The Ministry of Health and Population on Thursday reported 214 more deaths from COVID-19. The figure includes deaths of other days, it said. The total number of deaths now stands at 4,466. Total number of coronavirus cases in the country is 431,191.
According to Nepal Army sources, it has been managing more than 100 bodies a day in the Kathmandu Valley alone for the past few days, the daily deaths continues to be high even if the number of positive cases has not been rising significantly in the past one week, the Kathmandu Post reported.
Pashupati crematorium had never seen so many bodies. The staff have been cremating bodies of COVID-19 victims day and night, the chief coordinator said.
"We burned 110 bodies all through the night," said Subash Karki, who was appointed chief coordinator of the electric crematorium run by the Pashupati Area Development Trust a year ago.
"Our machine No 1 is defunct and the other one can't burn all the bodies as it's old."

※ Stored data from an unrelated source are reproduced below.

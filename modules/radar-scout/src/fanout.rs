// Settle-all fan-out. Every task runs to completion; an error or a panic in
// one task becomes a `Rejected` entry and never cancels its siblings.

use std::any::Any;
use std::future::Future;
use std::panic::AssertUnwindSafe;

use futures::future::join_all;
use futures::FutureExt;

#[derive(Debug, Clone, PartialEq)]
pub enum Settled<T> {
    Fulfilled(T),
    Rejected(String),
}

impl<T> Settled<T> {
    pub fn is_fulfilled(&self) -> bool {
        matches!(self, Settled::Fulfilled(_))
    }
}

/// Drive all futures concurrently on the current task and wait for every one.
/// Results come back in input order.
pub async fn settle_all<T, Fut, I>(tasks: I) -> Vec<Settled<T>>
where
    I: IntoIterator<Item = Fut>,
    Fut: Future<Output = anyhow::Result<T>>,
{
    join_all(tasks.into_iter().map(settle)).await
}

/// Same isolation as [`settle_all`] but one task at a time.
pub async fn settle_each<T, Fut, I>(tasks: I) -> Vec<Settled<T>>
where
    I: IntoIterator<Item = Fut>,
    Fut: Future<Output = anyhow::Result<T>>,
{
    let mut settled = Vec::new();
    for task in tasks {
        settled.push(settle(task).await);
    }
    settled
}

/// Run one task, turning an error or a panic into `Rejected`.
pub async fn settle<T, Fut>(task: Fut) -> Settled<T>
where
    Fut: Future<Output = anyhow::Result<T>>,
{
    match AssertUnwindSafe(task).catch_unwind().await {
        Ok(Ok(value)) => Settled::Fulfilled(value),
        Ok(Err(e)) => Settled::Rejected(format!("{e:#}")),
        Err(panic) => Settled::Rejected(panic_message(panic.as_ref())),
    }
}

fn panic_message(panic: &(dyn Any + Send)) -> String {
    if let Some(s) = panic.downcast_ref::<&str>() {
        format!("panicked: {s}")
    } else if let Some(s) = panic.downcast_ref::<String>() {
        format!("panicked: {s}")
    } else {
        "panicked".to_string()
    }
}
use anyhow::Result;
use tracing::debug;

use super::types::*;
use crate::error::AiError;
use crate::util::truncate_to_char_boundary;

pub(crate) const OLLAMA_DEFAULT_URL: &str = "http://localhost:11434";

pub(crate) struct OllamaClient {
    http: reqwest::Client,
    base_url: String,
}

impl OllamaClient {
    pub fn new(base_url: &str) -> Self {
        Self {
            http: reqwest::Client::new(),
            base_url: base_url.trim_end_matches('/').to_string(),
        }
    }

    pub async fn generate(&self, request: &GenerateRequest) -> Result<GenerateResponse> {
        let url = format!("{}/api/generate", self.base_url);

        debug!(model = %request.model, "Ollama generate request");

        let response = self
            .http
            .post(&url)
            .json(request)
            .send()
            .await
            .map_err(AiError::from)?;

        if !response.status().is_success() {
            let status = response.status().as_u16();
            let error_text = response.text().await.unwrap_or_default();
            return Err(AiError::Api {
                status,
                body: truncate_to_char_boundary(&error_text, 500).to_string(),
            }
            .into());
        }

        Ok(response.json().await.map_err(AiError::from)?)
    }
}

Unable to cremate all the bodies brought to the facility in the machine, the trust has been using 16 new platforms set up on the banks of Bagmati River and 35 in the open space inside the electric crematorium's compound to burn bodies on wooden pyres.
Besides Kathmandu's three districts bodies from Dhulikhel, 60 km east of Kathmandu, have also been brought at Pashupati for cremation.
For the past two weeks, Karki has been overworked, having to cremate an overwhelming number of bodies that are brought to the facility.
"Previously, we received a maximum of 80 bodies, and it was 110 on Tuesday. We have only 35 staffers to burn them. We are also getting help from the Nepal Army," said Karki. "If the flow of bodies increases at the same pace, there might be a shortage of wood to burn them."
Nearly 300 kg wood is needed to cremate a body on a pyre which costs around Rs10,000. The electric crematorium only burns an average of 18 bodies in a day, meaning that the remaining ones need to be cremated on the wooden pyres, the report said.
Ever since the first COVID-19 death was reported in the country last year, the government had assigned the Trust to burn the bodies of COVID-19 victims only in the electric crematorium and with the help of the Nepal Army.
"It's the Nepal Army that brings the bodies and handles them but once they are placed on the pyre, it''s our staff who burn them all," said Karki, who oversees everything from employees'' work to the logistics required to burn the bodies.
Nepal is currently witnessing more than 9,000 new COVID-19 cases daily, creating a health crisis in the country with limited medical facilities.
Nepal's more than 40 districts, including three districts of Kathmandu Valley, are under prohibitory orders for the past two weeks as the second wave of infection has hit the country.